Je remarque que Chen utilise des études de cas tirées directement de scénarios ruraux manitobains, rendant l’apprentissage immédiatement applicable aux milieux où les étudiants travailleront éventuellement.
Le programme s’attaque également aux obstacles financiers qui empêchent souvent les résidents ruraux de poursuivre leurs études. Les étudiants reçoivent une allocation de subsistance et une subvention de transport pendant leur formation. En échange, ils s’engagent à travailler au sein des autorités régionales de santé pendant au moins un an après l’obtention de leur diplôme.
Brian Hodge, directeur régional principal de Prairie Mountain Health, estime que ce modèle pourrait transformer la prestation des soins de santé en milieu rural. « Lorsque les travailleurs de la santé sont formés dans les communautés qu’ils serviront, les taux de rétention s’améliorent considérablement, » dit-il. « Nos tentatives précédentes pour recruter des travailleurs formés en milieu urbain dans des contextes ruraux ont donné des résultats mitigés. Les gens venaient pour six mois, puis retournaient en ville. »
Les premiers indicateurs suggèrent que l’approche fonctionne. La première cohorte du programme a rempli les 18 places disponibles en quelques jours après l’ouverture des candidatures, et une liste d’attente s’est rapidement formée. Les étudiants actuels sont âgés de 18 à 56 ans et ont des parcours diversifiés, notamment dans l’agriculture, le commerce de détail et les soins familiaux.
Pour Jayden Thomas, 22 ans, le programme offre la chance de bâtir une carrière sans quitter la communauté où sa famille vit depuis des générations. « Ma kokum disait toujours que notre force vient de notre terre et de notre peuple, » me confie-t-il pendant une pause. « Maintenant, je peux prendre soin de nos aînés tout en restant connecté aux deux. »

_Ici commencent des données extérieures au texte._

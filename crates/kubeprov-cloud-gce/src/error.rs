//! GCE provider error types

use kubeprov_core::ProvisionError;
use thiserror::Error;

#[derive(Error, Debug)]
pub enum GceError {
    #[error("gcloud not found. Please install the Google Cloud SDK")]
    GcloudNotFound,

    #[error("gcloud command failed: {0}")]
    CommandFailed(String),

    #[error("Missing instance option: {0}")]
    MissingOption(&'static str),

    #[error("JSON parse error: {0}")]
    JsonError(#[from] serde_json::Error),

    #[error("IO error: {0}")]
    IoError(#[from] std::io::Error),
}

impl From<GceError> for ProvisionError {
    fn from(e: GceError) -> Self {
        ProvisionError::Provider(e.to_string())
    }
}

pub type Result<T> = std::result::Result<T, GceError>;
//! Provisioning run driver
//!
//! ```text
//! Idle ──▶ Confirmed ──▶ Provisioning ──▶ Collecting ──▶ Merged ──▶ Done
//!   │          │               │               │            │
//!   └──────────┴─▶ Aborted     └───────────────┴────────────┴─▶ Failed
//! ```
//!
//! A run never merges a partial result: the inventory is only written once
//! every plan step has succeeded.

use crate::executor::PlanExecutor;
use crate::plan::Plan;
use crate::provider::{PlanBuilder, ProviderBackend};
use crate::reachability::{Backoff, ReachabilityProbe, TcpProbe};
use crate::records::read_records;
use crate::report::Reporter;
use kubeprov_core::{
    NameAllocator, NamingMode, ProvisionError, ProvisionRequest, ProvisionedInstance, Result,
    Role,
};
use kubeprov_inventory::{GroupPlacement, Inventory, InventoryStore, update_group_vars};
use std::collections::BTreeMap;
use std::path::PathBuf;
use std::sync::Arc;

/// Asks the operator a yes/no question
pub trait Confirm: Send + Sync {
    fn confirm(&self, question: &str) -> bool;
}

impl<T: Confirm + ?Sized> Confirm for Arc<T> {
    fn confirm(&self, question: &str) -> bool {
        (**self).confirm(question)
    }
}

/// Answers yes without asking
#[derive(Debug, Default, Clone, Copy)]
pub struct AssumeYes;

impl Confirm for AssumeYes {
    fn confirm(&self, _question: &str) -> bool {
        true
    }
}

/// Phase of a provisioning run
#[derive(Debug, Clone, Copy, PartialEq, Eq)]
pub enum RunState {
    Idle,
    Confirmed,
    Provisioning,
    Collecting,
    Merged,
    Done,
    Aborted,
    Failed,
}

impl std::fmt::Display for RunState {
    fn fmt(&self, f: &mut std::fmt::Formatter<'_>) -> std::fmt::Result {
        let name = match self {
            RunState::Idle => "idle",
            RunState::Confirmed => "confirmed",
            RunState::Provisioning => "provisioning",
            RunState::Collecting => "collecting",
            RunState::Merged => "merged",
            RunState::Done => "done",
            RunState::Aborted => "aborted",
            RunState::Failed => "failed",
        };
        f.write_str(name)
    }
}

/// What a successful run produced
#[derive(Debug)]
pub struct ProvisionOutcome {
    pub plan: Plan,
    pub inventory: Inventory,
    /// Instances created by this run, per role
    pub added: BTreeMap<Role, Vec<ProvisionedInstance>>,
    /// Group vars files that were rewritten
    pub group_vars: Vec<PathBuf>,
}

impl ProvisionOutcome {
    pub fn added_count(&self) -> usize {
        self.added.values().map(Vec::len).sum()
    }
}

pub struct ProvisionOrchestrator {
    builder: Box<dyn PlanBuilder>,
    backend: Box<dyn ProviderBackend>,
    confirm: Box<dyn Confirm>,
    reporter: Box<dyn Reporter>,
    probe: Box<dyn ReachabilityProbe>,
    backoff: Backoff,
    state: RunState,
    history: Vec<RunState>,
}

L’initiative répond aux besoins immédiats en matière de soins de santé tout en créant potentiellement des avantages économiques à plus long terme pour les communautés rurales. Les Aides en soins de santé au Manitoba gagnent entre 19 et 23 dollars de l’heure, selon le Réseau des fournisseurs de soins de santé du Manitoba, offrant ainsi un emploi stable à revenu moyen dans des régions où de telles opportunités diminuaient.
Alors que je me prépare à quitter Treherne, je remarque Elena qui s’exerce à prendre la tension artérielle d’un autre étudiant. Ses mains bougent avec une confiance croissante. Lorsqu’elle termine la procédure avec succès, son visage s’illumine de fierté.

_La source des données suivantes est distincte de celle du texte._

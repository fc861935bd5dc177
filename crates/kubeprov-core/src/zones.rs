//! Availability zone distribution
//!
//! When host and zone counts match, hosts map 1:1 onto zones. Otherwise hosts
//! are cut into contiguous chunks and chunk `k` goes to `zones[k]`. The chunk
//! size is `zones.len() + 1` for an odd zone count and `zones.len()` for an
//! even one. This bucketing is kept as-is for compatibility with clusters that
//! were already laid out with it; it is not a balanced partition.
//!
//! Chunks past the last zone get no zone and are placed by the provider.

/// Chunk size used when hosts and zones differ in length
pub fn chunk_size(zone_count: usize) -> usize {
    if zone_count % 2 == 1 {
        zone_count + 1
    } else {
        zone_count
    }
}

/// Assign each host a zone, preserving host order.
pub fn distribute<H, Z>(hosts: &[H], zones: &[Z]) -> Vec<(String, Option<String>)>
where
    H: AsRef<str>,
    Z: AsRef<str>,
{
    if zones.is_empty() {
        return hosts
            .iter()
            .map(|host| (host.as_ref().to_string(), None))
            .collect();
    }

    if zones.len() == hosts.len() {
        return hosts
            .iter()
            .zip(zones)
            .map(|(host, zone)| (host.as_ref().to_string(), Some(zone.as_ref().to_string())))
            .collect();
    }

    let end = chunk_size(zones.len());
    hosts
        .chunks(end)
        .enumerate()
        .flat_map(|(index, chunk)| {
            let zone = zones.get(index).map(|z| z.as_ref().to_string());
            chunk
                .iter()
                .map(move |host| (host.as_ref().to_string(), zone.clone()))
        })
        .collect()
}

#[cfg(test)]
mod tests {
    use super::*;

    fn names(n: usize) -> Vec<String> {
        (1..=n).map(|i| format!("h{}", i)).collect()
    }

    fn zone(value: &str) -> Option<String> {
        Some(value.to_string())
    }

    #[test]
    fn test_equal_lengths_map_pairwise() {
        for n in 1..=7 {
            let hosts = names(n);
            let zones: Vec<String> = (0..n).map(|i| format!("zone-{}", i)).collect();
            let result = distribute(&hosts, &zones);
            for (i, (host, assigned)) in result.iter().enumerate() {
                assert_eq!(host, &hosts[i]);
                assert_eq!(assigned.as_deref(), Some(zones[i].as_str()));
            }
        }
    }

    #[test]
    fn test_five_hosts_two_zones() {
        // even zone count: chunk of 2 -> [h1,h2] [h3,h4] [h5]
        let result = distribute(&names(5), &["A", "B"]);
        assert_eq!(
            result,
            vec![
                ("h1".to_string(), zone("A")),
                ("h2".to_string(), zone("A")),
                ("h3".to_string(), zone("B")),
                ("h4".to_string(), zone("B")),
                ("h5".to_string(), None),
            ]
        );
    }

    #[test]
    fn test_odd_zone_count_uses_larger_chunks() {
        // three zones: chunk of 4 -> [h1..h4] [h5]
        let result = distribute(&names(5), &["A", "B", "C"]);
        let zones: Vec<Option<String>> = result.into_iter().map(|(_, z)| z).collect();
        assert_eq!(
            zones,
            vec![zone("A"), zone("A"), zone("A"), zone("A"), zone("B")]
        );
    }

    #[test]
    fn test_more_zones_than_hosts() {
        let result = distribute(&names(2), &["A", "B", "C"]);
        assert_eq!(
            result,
            vec![("h1".to_string(), zone("A")), ("h2".to_string(), zone("A"))]
        );
    }

    #[test]
    fn test_no_zones() {
        let zones: Vec<String> = Vec::new();
        let result = distribute(&names(3), &zones);
        assert!(result.iter().all(|(_, z)| z.is_none()));
        assert_eq!(result.len(), 3);
    }

    #[test]
    fn test_every_host_is_kept() {
        for hosts in 0..12 {
            for zones in 1..6 {
                let zone_names: Vec<String> = (0..zones).map(|z| z.to_string()).collect();
                let result = distribute(&names(hosts), &zone_names);
                let kept: Vec<String> = result.into_iter().map(|(h, _)| h).collect();
                assert_eq!(kept, names(hosts));
            }
        }
    }

    #[test]
    fn test_chunk_size() {
        assert_eq!(chunk_size(1), 2);
        assert_eq!(chunk_size(2), 2);
        assert_eq!(chunk_size(3), 4);
        assert_eq!(chunk_size(4), 4);
    }
}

« J’avais l’habitude de penser que je devrais choisir entre prendre soin de ma communauté et avoir une vraie carrière, » dit-elle. « Maintenant, je n’ai plus à choisir. C’est ce qui rend ce programme si important. »
Si le projet pilote de Treherne s’avère fructueux, RRC Polytech prévoit d’étendre ce modèle à d’autres communautés rurales du Manitoba confrontées à des pénuries similaires de travailleurs de la santé. Les prochains sites potentiels comprennent des communautés dans les régions sanitaires d’Interlake-Eastern et du Nord, où le vieillissement de la population et les défis d’accès aux soins de santé sont encore plus prononcés.
Dans une province où la distance géographique a longtemps créé des obstacles tant pour l’éducation que pour les soins de santé, ce modèle de formation communautaire pourrait bien offrir une voie à suivre—une voie qui maintient les soins près de chez soi, là où ils doivent être.